Heute schließlich holte mich Kiparo mit dem Taxi bei Palvi ab, und etwas wehmütig verließ ich mein Feriendomizil der letzten dreieinhalb Wochen. Da genug Zeit war, um rechtzeitig zum Flughafen zu gelangen, entschieden wir uns, Nairobi zu umfahren und über die moderne Ringautobahn chinesischer Bauart zum Flughafen zu gelangen. So geriet die Fahrt zu einer emotionalen Abschiedstour, die mich noch einmal einige der vielen Gesichter Kenias Revue passieren ließ.

Wir verließen Nairobi durch die Villenviertel der Reichen, welche von den lebendigen Vorortvierteln, die ich schon am Weg in den großen Grabenbruch durchfahren hatte, abgelöst wurden. Es ging durch bereits ländliches, agrarisch genutztes Land bis fast zu den bewaldeten Ngong Bergen, welche südwestlich von Nairobi die Hochebene zum Grabenbruch abgrenzen, und deren Rücken seit den 1990er-Jahren der erste kenianische Windpark optisch beherrscht.

Von der Umgehungsautobahn bekam ich erst- und einmalig während meines Aufenthalts einen Slum zu Gesicht. Der war dafür aber nicht unbeeindruckend. Es handelte sich um Kibera, einen der größten Slums in Afrika. Über mehrere Kilometer erstrecken sich entlang der Autobahn dicht gedrängt Wellblechhütten, soweit das Auge reicht. Am Rande davon erheben sich einige wie im ehemaligen Ostblock anmutende Wohnkomplexe, über die mir Kiparo erzählte, dass sie ein versuchtes Umsiedlungsprojekt für das Slum seien, welches daran gescheitert war, dass die Slumbewohner die ihnen zugewiesenen Wohnungen vermieteten und selbst im Slum wohnen blieben.

Als Kibera schließlich wieder in besser situierte Wohnviertel überging, begann auf der anderen Seite der Autobahn der Nairobi Nationalpark. Von der Stadtautobahn war er lediglich durch einen etwa 2 Meter hohen Elektrozaun getrennt. Die nächsten Kilometer konnte ich hinter diesem noch einmal die faszinierende Tierwelt Kenias sehen. Vom Verkehrslärm scheinbar in keinster Weise beeindruckt, grasen dort Antilopen, Gnus und Giraffen. Auf den letzten Kilometern vor dem Flughafen letztlich, standen wir zum Abschied noch einmal im obligatorischen Stau.
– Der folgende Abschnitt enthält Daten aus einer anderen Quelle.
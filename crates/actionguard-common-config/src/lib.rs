// Copyright (c) 2025 Geoffrey Huntley <ghuntley@ghuntley.com>. All rights reserved.
// SPDX-License-Identifier: Proprietary

//! Common configuration primitives for ActionGuard.
//!
//! - [`Secret<T>`]: A wrapper type that prevents accidental logging of
//!   sensitive values such as the source host token or model API key
//! - [`load_secret_env`]: Helper for loading secrets from environment variables
//!   with `*_FILE` support

pub mod env;
pub mod secret;

pub use env::{load_secret_env, SecretEnvError};
pub use secret::{Secret, SecretString, REDACTED};
// Copyright (c) 2025 Geoffrey Huntley <ghuntley@ghuntley.com>. All rights reserved.
// SPDX-License-Identifier: Proprietary

//! Crash reports as delivered by the ingestion boundary.

use chrono::{DateTime, Utc};
use serde::{Deserialize, Serialize};

use crate::extraction::ActionExtraction;
use crate::stack::CrashLocation;
use crate::{ComponentId, CrashId, ProjectId};

/// Immutable crash input, consumed once by the pipeline.
#[derive(Debug, Clone, PartialEq, Eq, Serialize, Deserialize)]
pub struct CrashReport {
	pub id: CrashId,
	pub project_id: ProjectId,
	pub error_message: String,
	pub stack_trace: Option<String>,
	pub app_version: Option<String>,
	pub event_count: u64,
	pub received_at: DateTime<Utc>,
}

impl CrashReport {
	pub fn new(project_id: ProjectId, error_message: impl Into<String>) -> Self {
		Self {
			id: CrashId::new(),
			project_id,
			error_message: error_message.into(),
			stack_trace: None,
			app_version: None,
			event_count: 1,
			received_at: Utc::now(),
		}
	}

	pub fn with_stack_trace(mut self, stack_trace: impl Into<String>) -> Self {
		self.stack_trace = Some(stack_trace.into());
		self
	}

	pub fn with_app_version(mut self, app_version: impl Into<String>) -> Self {
		self.app_version = Some(app_version.into());
		self
	}

	pub fn with_event_count(mut self, event_count: u64) -> Self {
		self.event_count = event_count;
		self
	}

	/// Event count used when attaching the crash; reporters that omit it count once.
	pub fn effective_event_count(&self) -> u64 {
		self.event_count.max(1)
	}
}

/// What the pipeline concluded about a crash.
///
/// `component_id` is set once the crash is linked. Unlinked terminal states
/// carry a human-readable `reason`.
#[derive(Debug, Clone, Default, PartialEq, Eq, Serialize, Deserialize)]
pub struct CrashResolution {
	pub component_id: Option<ComponentId>,
	pub reason: Option<String>,
	pub location: Option<CrashLocation>,
	pub extraction: Option<ActionExtraction>,
	pub recorded_at: Option<DateTime<Utc>>,
}

impl CrashResolution {
	pub fn unlinked(reason: impl Into<String>) -> Self {
		Self {
			reason: Some(reason.into()),
			recorded_at: Some(Utc::now()),
			..Self::default()
		}
	}

	pub fn with_location(mut self, location: Option<CrashLocation>) -> Self {
		self.location = location;
		self
	}

	pub fn with_extraction(mut self, extraction: Option<ActionExtraction>) -> Self {
		self.extraction = extraction;
		self
	}

	pub fn is_linked(&self) -> bool {
		self.component_id.is_some()
	}
}

/// A stored crash together with its resolution state.
#[derive(Debug, Clone, PartialEq, Eq, Serialize, Deserialize)]
pub struct StoredCrash {
	pub report: CrashReport,
	pub resolution: CrashResolution,
}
Schließlich erreichten wir das äußerst weitläufige Flughafengelände an dessen Einfahrt man sich den nun bereits von mir erwarteten intensiven Sicherheitsvorkehrungen, welche hier überall bestehen, unterziehen muss. Ich dachte an meinen Besuch im Westgate Einkaufszentrum zurück,bei dem ich diese das erste mal mitbekommen hatte, und wie sehr sie mich damals irritierten. Scheinbar gewöhnt man sich recht schnell an gewisse äußere Lebensumstände. Am Parkplatz verabschiedete ich mich herzlich von Kiparo. Auch ihn hatte ich in den letzten dreieinhalb Wochen ins Herz geschlossen.

Nun sitze ich hier in Gate 5 des riesigen Flughafens und kann den Bildschirmen entnehmen, dass von diesem Gate innerhalb der nächsten zehn Stunden 8 Flieger abheben werden. Einer davon wird mich davon tragen.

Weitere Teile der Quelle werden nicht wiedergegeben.